Publié le 19 novembre 2010 Lecture : 5 minutes.

Tout est bien qui finit bien. L’économie fonctionne-t-elle sur les mêmes ressorts que le cinéma ? Inquiet pour l’Afrique au début de 2010, le Fonds monétaire international (FMI) retrouve le sourire en cette fin d’année. L’institution a confirmé le 2 novembre les bonnes perspectives économiques du continent entrevues en octobre, avec une prévision de croissance de 5 % pour l’Afrique subsaharienne en 2010 et de 5,5 % en 2011. « L’Afrique est le continent qui connaît la plus forte croissance au monde après l’Asie », assure Abebe Selassie, économiste au FMI.
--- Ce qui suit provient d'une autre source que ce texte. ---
use serde::{Deserialize, Serialize};
use uuid::Uuid;

/// User role, stored in the `user_role` Postgres enum and embedded in the
/// session token.
#[derive(Debug, Clone, Copy, Serialize, Deserialize, PartialEq, Eq, sqlx::Type)]
#[serde(rename_all = "lowercase")]
#[sqlx(type_name = "user_role", rename_all = "lowercase")]
pub enum Role {
    User,
    Creator,
    Admin,
}

impl Role {
    pub fn as_str(&self) -> &'static str {
        match self {
            Role::User => "user",
            Role::Creator => "creator",
            Role::Admin => "admin",
        }
    }
}

impl std::fmt::Display for Role {
    fn fmt(&self, f: &mut std::fmt::Formatter<'_>) -> std::fmt::Result {
        f.write_str(self.as_str())
    }
}

/// JWT payload used for session authentication.
#[derive(Debug, Clone, Serialize, Deserialize)]
pub struct Claims {
    pub sub: Uuid,  // user ID
    pub role: Role, // role at issuance time
    pub iat: usize, // issued at (unix timestamp)
    pub exp: usize, // expires at (unix timestamp)
}

#[cfg(test)]
mod tests {
    use super::*;

    #[test]
    fn role_serializes_lowercase() {
        assert_eq!(serde_json::to_string(&Role::Admin).unwrap(), r#""admin""#);
        assert_eq!(
            serde_json::from_str::<Role>(r#""creator""#).unwrap(),
            Role::Creator
        );
    }

    #[test]
    fn role_display_matches_wire_form() {
        assert_eq!(Role::User.to_string(), "user");
        assert_eq!(Role::Admin.to_string(), "admin");
    }
}
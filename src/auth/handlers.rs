use axum::extract::{FromRef, State};
use axum::http::{HeaderMap, StatusCode};
use axum::Json;
use tracing::{info, instrument, warn};
use uuid::Uuid;

use crate::auth::cookies;
use crate::auth::dto::{AuthData, LoginRequest, RegisterRequest};
use crate::auth::jwt::JwtKeys;
use crate::auth::password::{hash_password, verify_password};
use crate::auth::validate::{is_strong_password, is_valid_email};
use crate::error::{is_unique_violation, ApiError};
use crate::response::ApiResponse;
use crate::state::AppState;
use crate::users::repo_types::User;

#[instrument(skip(state, payload))]
pub async fn register(
    State(state): State<AppState>,
    Json(payload): Json<RegisterRequest>,
) -> Result<(StatusCode, HeaderMap, Json<ApiResponse<AuthData>>), ApiError> {
    let (name, email, password) = match (payload.name, payload.email, payload.password) {
        (Some(n), Some(e), Some(p)) => (n, e, p),
        _ => {
            warn!("register missing fields");
            return Err(ApiError::Validation("All fields are required".into()));
        }
    };

    let name = name.trim().to_string();
    let email = email.trim().to_lowercase();

    if name.len() < 2 {
        warn!("register name too short");
        return Err(ApiError::Validation(
            "Name must be at least 2 characters".into(),
        ));
    }
    if !is_valid_email(&email) {
        warn!(email = %email, "register invalid email");
        return Err(ApiError::Validation("Invalid email address".into()));
    }
    if !is_strong_password(&password) {
        warn!("register weak password");
        return Err(ApiError::Validation(
            "Password must be at least 8 characters and contain a letter, a number and a special character".into(),
        ));
    }

    // Pre-check for a friendlier message; the unique constraint is the
    // arbiter under concurrent registration
    if User::find_by_email(&state.db, &email).await?.is_some() {
        warn!(email = %email, "register email already taken");
        return Err(ApiError::Conflict("User already exists".into()));
    }

    let hash = hash_password(&password, &state.config.hashing)?;

    let user = match User::create(&state.db, Uuid::new_v4(), &name, &email, &hash).await {
        Ok(u) => u,
        Err(e) if is_unique_violation(&e) => {
            warn!(email = %email, "register lost duplicate-email race");
            return Err(ApiError::Conflict("User already exists".into()));
        }
        Err(e) => return Err(e.into()),
    };

    let keys = JwtKeys::from_ref(&state);
    let token = keys.sign(user.id, user.role)?;
    let headers = cookies::session_headers(&token, user.role, keys.ttl, state.config.cookie_secure)?;

    info!(user_id = %user.id, email = %user.email, "user registered");
    Ok((
        StatusCode::CREATED,
        headers,
        Json(ApiResponse::new(
            "User created successfully",
            AuthData { user, token },
        )),
    ))
}

#[instrument(skip(state, payload))]
pub async fn login(
    State(state): State<AppState>,
    Json(payload): Json<LoginRequest>,
) -> Result<(HeaderMap, Json<ApiResponse<AuthData>>), ApiError> {
    let (email, password) = match (payload.email, payload.password) {
        (Some(e), Some(p)) => (e, p),
        _ => {
            warn!("login missing fields");
            return Err(ApiError::Validation("All fields are required".into()));
        }
    };

    let email = email.trim().to_lowercase();

    if !is_valid_email(&email) {
        warn!(email = %email, "login invalid email");
        return Err(ApiError::Validation("Invalid email address".into()));
    }

    let user = User::find_by_email(&state.db, &email)
        .await?
        .ok_or_else(|| {
            warn!(email = %email, "login unknown email");
            ApiError::NotFound("User not found".into())
        })?;

    if !verify_password(&password, &user.password_hash)? {
        warn!(user_id = %user.id, "login invalid password");
        return Err(ApiError::Unauthenticated("Invalid password".into()));
    }

    let keys = JwtKeys::from_ref(&state);
    let token = keys.sign(user.id, user.role)?;
    let headers = cookies::session_headers(&token, user.role, keys.ttl, state.config.cookie_secure)?;

    info!(user_id = %user.id, email = %user.email, "user logged in");
    Ok((
        headers,
        Json(ApiResponse::new(
            "User logged in successfully",
            AuthData { user, token },
        )),
    ))
}

#[instrument(skip_all)]
pub async fn logout(
    State(state): State<AppState>,
    headers: HeaderMap,
) -> Result<(HeaderMap, Json<ApiResponse<()>>), ApiError> {
    if cookies::token_from_headers(&headers).is_none() {
        warn!("logout without session cookie");
        return Err(ApiError::Validation("User is not logged in!".into()));
    }

    let cleared = cookies::clear_session_headers(state.config.cookie_secure)?;
    info!("user logged out");
    Ok((
        cleared,
        Json(ApiResponse::message("User logged out successfully!")),
    ))
}
use axum::http::StatusCode;
use axum::response::{IntoResponse, Response};
use axum::Json;
use serde_json::json;
use thiserror::Error;
use tracing::error;

/// Request-terminal failures surfaced to the client.
///
/// `Conflict` maps to 400 rather than 409 to keep the wire behavior of the
/// previous deployment; `Internal` never leaks its cause.
#[derive(Debug, Error)]
pub enum ApiError {
    #[error("{0}")]
    Validation(String),
    #[error("{0}")]
    Unauthenticated(String),
    #[error("{0}")]
    Forbidden(String),
    #[error("{0}")]
    NotFound(String),
    #[error("{0}")]
    Conflict(String),
    #[error(transparent)]
    Internal(#[from] anyhow::Error),
}

impl IntoResponse for ApiError {
    fn into_response(self) -> Response {
        let (status, message) = match self {
            ApiError::Validation(msg) => (StatusCode::BAD_REQUEST, msg),
            ApiError::Unauthenticated(msg) => (StatusCode::UNAUTHORIZED, msg),
            ApiError::Forbidden(msg) => (StatusCode::FORBIDDEN, msg),
            ApiError::NotFound(msg) => (StatusCode::NOT_FOUND, msg),
            ApiError::Conflict(msg) => (StatusCode::BAD_REQUEST, msg),
            ApiError::Internal(cause) => {
                error!(error = %cause, "internal error");
                (
                    StatusCode::INTERNAL_SERVER_ERROR,
                    "Server error, try again later".to_string(),
                )
            }
        };
        (status, Json(json!({ "message": message }))).into_response()
    }
}

/// True when the error wraps a Postgres unique-constraint violation (23505).
pub fn is_unique_violation(err: &anyhow::Error) -> bool {
    err.downcast_ref::<sqlx::Error>()
        .and_then(|e| e.as_database_error())
        .and_then(|db| db.code())
        .map(|code| code == "23505")
        .unwrap_or(false)
}
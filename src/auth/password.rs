use argon2::password_hash::{PasswordHash, PasswordHasher, PasswordVerifier, SaltString};
use argon2::{Algorithm, Argon2, Params, Version};
use rand::rngs::OsRng;
use tracing::error;

use crate::config::HashConfig;

fn hasher(cfg: &HashConfig) -> anyhow::Result<Argon2<'static>> {
    let params = Params::new(cfg.memory_kib, cfg.iterations, cfg.parallelism, None)
        .map_err(|e| anyhow::anyhow!(e.to_string()))?;
    Ok(Argon2::new(Algorithm::Argon2id, Version::V0x13, params))
}

/// Hash a plaintext password with a fresh random salt. The cost parameters
/// are embedded in the PHC output string alongside the salt.
pub fn hash_password(plain: &str, cfg: &HashConfig) -> anyhow::Result<String> {
    let salt = SaltString::generate(&mut OsRng);
    let argon2 = hasher(cfg)?;
    let hash = argon2
        .hash_password(plain.as_bytes(), &salt)
        .map_err(|e| {
            error!(error = %e, "argon2 hash_password error");
            anyhow::anyhow!(e.to_string())
        })?
        .to_string();
    Ok(hash)
}

/// Check a plaintext password against a stored hash. A mismatch is `Ok(false)`;
/// only a malformed hash is an error.
pub fn verify_password(plain: &str, hash: &str) -> anyhow::Result<bool> {
    let parsed = PasswordHash::new(hash).map_err(|e| {
        error!(error = %e, "argon2 parse hash error");
        anyhow::anyhow!(e.to_string())
    })?;
    Ok(Argon2::default()
        .verify_password(plain.as_bytes(), &parsed)
        .is_ok())
}

#[cfg(test)]
mod tests {
    use super::*;

    #[test]
    fn hash_and_verify_roundtrip() {
        let password = "Secur3P@ssw0rd!";
        let hash = hash_password(password, &HashConfig::default()).expect("hashing should succeed");
        assert!(verify_password(password, &hash).expect("verify should succeed"));
    }

    #[test]
    fn hashing_twice_yields_distinct_salts() {
        let cfg = HashConfig::default();
        let first = hash_password("Secret1!", &cfg).expect("hash");
        let second = hash_password("Secret1!", &cfg).expect("hash");
        assert_ne!(first, second);
        assert!(verify_password("Secret1!", &first).expect("verify"));
        assert!(verify_password("Secret1!", &second).expect("verify"));
    }

    #[test]
    fn verify_rejects_wrong_password() {
        let password = "correct-horse-battery-staple";
        let hash = hash_password(password, &HashConfig::default()).expect("hashing should succeed");
        assert!(!verify_password("wrong-password", &hash).expect("verify should not error"));
    }

    #[test]
    fn verify_errors_on_malformed_hash() {
        let err = verify_password("anything", "not-a-valid-hash").unwrap_err();
        assert!(!err.to_string().is_empty());
    }
}
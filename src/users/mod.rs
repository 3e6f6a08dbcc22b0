use axum::routing::{delete, get};
use axum::Router;

use crate::state::AppState;

mod dto;
pub mod handlers;
mod repo;
pub mod repo_types;

pub fn router() -> Router<AppState> {
    Router::new()
        .route("/users", get(handlers::list_users))
        .route("/user", get(handlers::get_me).patch(handlers::update_me))
        .route("/delete", delete(handlers::delete_me))
        .route("/admin/delete", delete(handlers::admin_delete))
}
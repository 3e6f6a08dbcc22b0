use std::time::Duration;

use axum::extract::FromRef;
use jsonwebtoken::{decode, encode, errors::ErrorKind, DecodingKey, EncodingKey, Header, Validation};
use thiserror::Error;
use time::{Duration as TimeDuration, OffsetDateTime};
use tracing::debug;
use uuid::Uuid;

use crate::auth::claims::{Claims, Role};
use crate::config::JwtConfig;
use crate::state::AppState;

/// Why a token was rejected. Both kinds end the request with 401, the split
/// exists for logging.
#[derive(Debug, Error, PartialEq, Eq)]
pub enum TokenError {
    #[error("token expired")]
    Expired,
    #[error("invalid token")]
    Invalid,
}

impl From<jsonwebtoken::errors::Error> for TokenError {
    fn from(err: jsonwebtoken::errors::Error) -> Self {
        match err.kind() {
            ErrorKind::ExpiredSignature => TokenError::Expired,
            _ => TokenError::Invalid,
        }
    }
}

#[derive(Clone)]
pub struct JwtKeys {
    pub encoding: EncodingKey,
    pub decoding: DecodingKey,
    pub ttl: Duration,
}

impl FromRef<AppState> for JwtKeys {
    fn from_ref(state: &AppState) -> Self {
        let JwtConfig { secret, ttl_days } = state.config.jwt.clone();
        Self {
            encoding: EncodingKey::from_secret(secret.as_bytes()),
            decoding: DecodingKey::from_secret(secret.as_bytes()),
            ttl: Duration::from_secs((ttl_days as u64) * 24 * 60 * 60),
        }
    }
}

impl JwtKeys {
    pub fn sign(&self, user_id: Uuid, role: Role) -> anyhow::Result<String> {
        let now = OffsetDateTime::now_utc();
        let exp = now + TimeDuration::seconds(self.ttl.as_secs() as i64);
        let claims = Claims {
            sub: user_id,
            role,
            iat: now.unix_timestamp() as usize,
            exp: exp.unix_timestamp() as usize,
        };
        let token = encode(&Header::default(), &claims, &self.encoding)?;
        debug!(user_id = %user_id, role = %role, "session token signed");
        Ok(token)
    }

    pub fn verify(&self, token: &str) -> Result<Claims, TokenError> {
        let validation = Validation::default();
        let data = decode::<Claims>(token, &self.decoding, &validation)?;
        debug!(user_id = %data.claims.sub, role = %data.claims.role, "session token verified");
        Ok(data.claims)
    }
}

#[cfg(test)]
mod tests {
    use super::*;

    fn make_keys() -> JwtKeys {
        let state = AppState::fake();
        JwtKeys::from_ref(&state)
    }

    #[tokio::test]
    async fn sign_and_verify_roundtrip() {
        let keys = make_keys();
        let user_id = Uuid::new_v4();
        let token = keys.sign(user_id, Role::Creator).expect("sign");
        let claims = keys.verify(&token).expect("verify");
        assert_eq!(claims.sub, user_id);
        assert_eq!(claims.role, Role::Creator);
        assert!(claims.exp > claims.iat);
    }

    #[tokio::test]
    async fn verify_rejects_expired_token() {
        let keys = make_keys();
        let now = OffsetDateTime::now_utc();
        // Issued eight days ago with the standard seven-day window
        let claims = Claims {
            sub: Uuid::new_v4(),
            role: Role::User,
            iat: (now - TimeDuration::days(8)).unix_timestamp() as usize,
            exp: (now - TimeDuration::days(1)).unix_timestamp() as usize,
        };
        let token = encode(&Header::default(), &claims, &keys.encoding).expect("encode");
        assert_eq!(keys.verify(&token).unwrap_err(), TokenError::Expired);
    }

    #[tokio::test]
    async fn verify_rejects_tampered_token() {
        let keys = make_keys();
        let token = keys.sign(Uuid::new_v4(), Role::User).expect("sign");
        let mut tampered = token;
        tampered.pop();
        assert_eq!(keys.verify(&tampered).unwrap_err(), TokenError::Invalid);
    }

    #[tokio::test]
    async fn verify_rejects_token_signed_with_other_key() {
        let keys = make_keys();
        let other = JwtKeys {
            encoding: EncodingKey::from_secret(b"other-secret"),
            decoding: DecodingKey::from_secret(b"other-secret"),
            ttl: Duration::from_secs(60),
        };
        let token = other.sign(Uuid::new_v4(), Role::Admin).expect("sign");
        assert_eq!(keys.verify(&token).unwrap_err(), TokenError::Invalid);
    }
}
Même si cela ne suffira pas pour sortir le continent de la pauvreté, l’économie renoue avec le rythme de croissance moyen du PIB qu’elle connaît depuis le début des années 2000, faisant (presque) oublier le faux pas de 2009 (2,9 %). « Tous les pays africains ont bien résisté à la crise, y compris les plus pauvres, grâce aux politiques macroéconomiques des États et aux nombreuses annulations de dettes », explique Roger Nord, économiste au département Afrique du FMI.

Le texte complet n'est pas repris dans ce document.